Throughout the last months, Ulinka Rublack and Stefan Hanß visited the museum various times to study its collections together with Rachel Hand and Imogen Gunn. Consulting artefacts from the pre-Columbian period to the present day, the researchers examined the material qualities of feathers as well as the variegated artisanship of featherwork. Highlights included a feather poncho from pre-colonial Peru, eighteenth and nineteenth century Hawaiian feather helmets (mahiole) and cloaks (‘ahu ‘ula), and Amazonian material such as Brazilian headdresses and ceremonial batons and Ecuadorian necklaces with bird’s heads and bodies attached. A digital microscope turned out to be a particularly fruitful research tool to study the variety of techniques that people applied to feathered artefacts in different cultural contexts for netting, knotting and gluing feathers. The microscope furthermore revealed the wide colour variety of feathers as well as their opalescent character that was often integral to their use in performances throughout the early modern world. This helped immensely to explore how birds and their feathers were crucial in the staging of social hierarchies, to address notions of the supernatural in complex rituals, and to negotiate cultural as well as mercantile contacts.
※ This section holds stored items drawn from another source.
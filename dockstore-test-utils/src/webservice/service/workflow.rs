use chrono::Utc;
use dockstore::model::{
    user::RepositoryDto,
    workflow::{WorkflowDto, WorkflowVersionDto},
};
use sea_orm::DatabaseConnection;

use crate::webservice::{
    data::{
        user::GITHUB_TOKEN_SOURCE, workflow::RefreshedVersion, UserRepository, WorkflowRepository,
    },
    error::Error,
    upstream::github::GitHubClient,
};

use super::{ensure_owner, is_visible, parse_path};

static GITHUB_SOURCE_CONTROL: &str = "github.com";

pub struct WorkflowService<'a> {
    db: &'a DatabaseConnection,
}

impl<'a> WorkflowService<'a> {
    pub fn new(db: &'a DatabaseConnection) -> Self {
        Self { db }
    }

    async fn to_dto(&self, workflow: entity::workflow::Model) -> Result<WorkflowDto, Error> {
        let versions = WorkflowRepository::new(self.db)
            .get_versions(workflow.id)
            .await?;

        let mut full_workflow_path = format!(
            "{}/{}/{}",
            workflow.source_control, workflow.organization, workflow.repository
        );
        if let Some(name) = &workflow.workflow_name {
            full_workflow_path = format!("{full_workflow_path}/{name}");
        }

        Ok(WorkflowDto {
            id: workflow.id,
            full_workflow_path,
            source_control: workflow.source_control,
            organization: workflow.organization,
            repository: workflow.repository,
            workflow_name: workflow.workflow_name,
            descriptor_type: workflow.descriptor_type,
            default_workflow_path: workflow.default_workflow_path,
            is_published: workflow.is_published,
            mode: workflow.mode,
            topic: workflow.topic,
            github_app_installation_id: workflow.github_app_installation_id,
            versions: versions
                .into_iter()
                .map(|version| WorkflowVersionDto {
                    id: version.id,
                    name: version.name,
                    reference: version.reference,
                    workflow_path: version.workflow_path,
                    commit_id: version.commit_id,
                    hidden: version.hidden,
                    valid: version.valid,
                })
                .collect(),
        })
    }

    async fn to_dtos(
        &self,
        workflows: Vec<entity::workflow::Model>,
    ) -> Result<Vec<WorkflowDto>, Error> {
        let mut dtos = Vec::with_capacity(workflows.len());
        for workflow in workflows {
            dtos.push(self.to_dto(workflow).await?);
        }
        Ok(dtos)
    }

    pub async fn find_visible(
        &self,
        path: &str,
        user: Option<&entity::enduser::Model>,
    ) -> Result<entity::workflow::Model, Error> {
        let path = parse_path(path)?;
        let workflow = WorkflowRepository::new(self.db)
            .get_by_path(
                &path.host,
                &path.namespace,
                &path.name,
                path.entry_name.as_deref(),
            )
            .await?
            .filter(|workflow| is_visible(workflow.user_id, workflow.is_published, user))
            .ok_or_else(|| Error::NotFound(format!("Workflow {path} not found")))?;

        Ok(workflow)
    }

    pub async fn get_by_path(
        &self,
        path: &str,
        user: Option<&entity::enduser::Model>,
    ) -> Result<WorkflowDto, Error> {
        let workflow = self.find_visible(path, user).await?;
        self.to_dto(workflow).await
    }

    async fn get_owned(
        &self,
        workflow_id: i32,
        user: &entity::enduser::Model,
    ) -> Result<entity::workflow::Model, Error> {
        let workflow = WorkflowRepository::new(self.db)
            .get_by_id(workflow_id)
            .await?
            .ok_or_else(|| Error::NotFound(format!("Workflow {workflow_id} not found")))?;
        ensure_owner(workflow.user_id, user, &format!("workflow {workflow_id}"))?;

        Ok(workflow)
    }

    pub async fn list_for_user(
        &self,
        user_id: i32,
        user: &entity::enduser::Model,
    ) -> Result<Vec<WorkflowDto>, Error> {
        ensure_owner(user_id, user, &format!("the workflows of user {user_id}"))?;
        let workflows = WorkflowRepository::new(self.db).get_by_user(user_id).await?;
        self.to_dtos(workflows).await
    }

    /// Changes the publish state; publishing requires at least one valid, visible version
    pub async fn set_published(
        &self,
        workflow_id: i32,
        publish: bool,
        user: &entity::enduser::Model,
    ) -> Result<WorkflowDto, Error> {
        let workflow = self.get_owned(workflow_id, user).await?;
        let workflow_repository = WorkflowRepository::new(self.db);

        if publish {
            let versions = workflow_repository.get_versions(workflow.id).await?;
            if !versions.iter().any(|version| version.valid && !version.hidden) {
                return Err(Error::BadRequest(format!(
                    "Workflow {workflow_id} has no valid versions and cannot be published"
                )));
            }
        }

        let workflow = workflow_repository.set_published(workflow, publish).await?;
        self.to_dto(workflow).await
    }

    async fn github_token(&self, user: &entity::enduser::Model) -> Result<String, Error> {
        UserRepository::new(self.db)
            .get_token(user.id, GITHUB_TOKEN_SOURCE)
            .await?
            .map(|token| token.content)
            .ok_or_else(|| {
                Error::BadRequest(format!("User {} has no GitHub token", user.username))
            })
    }

    /// Replaces the workflow's versions with the branches and tags found on GitHub
    ///
    /// Each branch or tag becomes a version; it is valid when the workflow's default
    /// descriptor exists on that ref. The GitHub App installation id is recorded.
    ///
    /// # Returns
    /// - `Ok(WorkflowDto)` - The refreshed workflow
    /// - `Err(Error::BadRequest)` - Not a GitHub workflow, or the user has no GitHub token
    /// - `Err(Error::Upstream)` - A GitHub request failed, including unsimulated requests
    pub async fn refresh(
        &self,
        workflow_id: i32,
        user: &entity::enduser::Model,
        github: &GitHubClient,
    ) -> Result<WorkflowDto, Error> {
        let workflow = self.get_owned(workflow_id, user).await?;
        if workflow.source_control != GITHUB_SOURCE_CONTROL {
            return Err(Error::BadRequest(format!(
                "Refreshing {} workflows is not supported",
                workflow.source_control
            )));
        }

        let token = self.github_token(user).await?;
        let full_name = format!("{}/{}", workflow.organization, workflow.repository);

        let repository = github.get_repository(&token, &full_name).await?;
        tracing::debug!(
            repository = %repository.full_name,
            default_branch = %repository.default_branch,
            "Refreshing workflow"
        );

        let mut versions = Vec::new();
        for git_ref in github.get_refs(&token, &full_name).await? {
            let Some(name) = git_ref
                .name
                .strip_prefix("refs/heads/")
                .or_else(|| git_ref.name.strip_prefix("refs/tags/"))
            else {
                continue;
            };

            let descriptor = github
                .get_file(&token, &full_name, &workflow.default_workflow_path, name)
                .await?;

            versions.push(RefreshedVersion {
                name: name.to_string(),
                reference: name.to_string(),
                workflow_path: workflow.default_workflow_path.clone(),
                commit_id: git_ref.object.sha.clone(),
                descriptor,
            });
        }

        let installation_id = github.get_installation_id(&token, &full_name).await?;

        let workflow = WorkflowRepository::new(self.db)
            .replace_versions(workflow, versions, installation_id, Utc::now().naive_utc())
            .await?;

        self.to_dto(workflow).await
    }

    /// Organizations the user's GitHub token can see
    pub async fn organizations(
        &self,
        user: &entity::enduser::Model,
        github: &GitHubClient,
    ) -> Result<Vec<String>, Error> {
        let token = self.github_token(user).await?;
        let organizations = github.get_organizations(&token).await?;

        Ok(organizations.into_iter().map(|org| org.login).collect())
    }

    /// Repositories of `organization`, flagged when a workflow is registered for them
    pub async fn repositories(
        &self,
        organization: &str,
        user: &entity::enduser::Model,
        github: &GitHubClient,
    ) -> Result<Vec<RepositoryDto>, Error> {
        let token = self.github_token(user).await?;
        let registered = WorkflowRepository::new(self.db)
            .get_by_organization(organization)
            .await?;

        let repositories = github
            .get_user_repositories(&token)
            .await?
            .into_iter()
            .filter(|repository| repository.owner.login == organization)
            .map(|repository| RepositoryDto {
                registered: registered
                    .iter()
                    .any(|workflow| workflow.repository == repository.name),
                path: repository.full_name,
            })
            .collect();

        Ok(repositories)
    }
}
A close-up view reveals the complex knotting techniques of pre-colonial Peruvian featherwork. MAA 1929.64. Photograph by Stefan Hanß.
Detail from an Ecuadorian necklace with affixed bird heads. MAA E 1903.247. Photograph by Stefan Hanß.
A Hawaiian feather cloak with a dimension of 72 inches (base). MAA Z 6139. Photograph by Stefan Hanß.
This fruitful cross-disciplinary exchange motivated the participants to further promote an object-based dialogue between anthropologists, archaeologists, conservators, historians, and museologists. The ‘Feather Conservation Workshop’ led by Allyson Rae and hosted by the University of Cambridge Museums was a welcome opportunity to learn more about conservators’ perspectives on featherwork. Furthermore, Rublack and Hanß are currently organising a workshop that surely provokes further stimulating and more detailed discussions about the early modern world of feathers.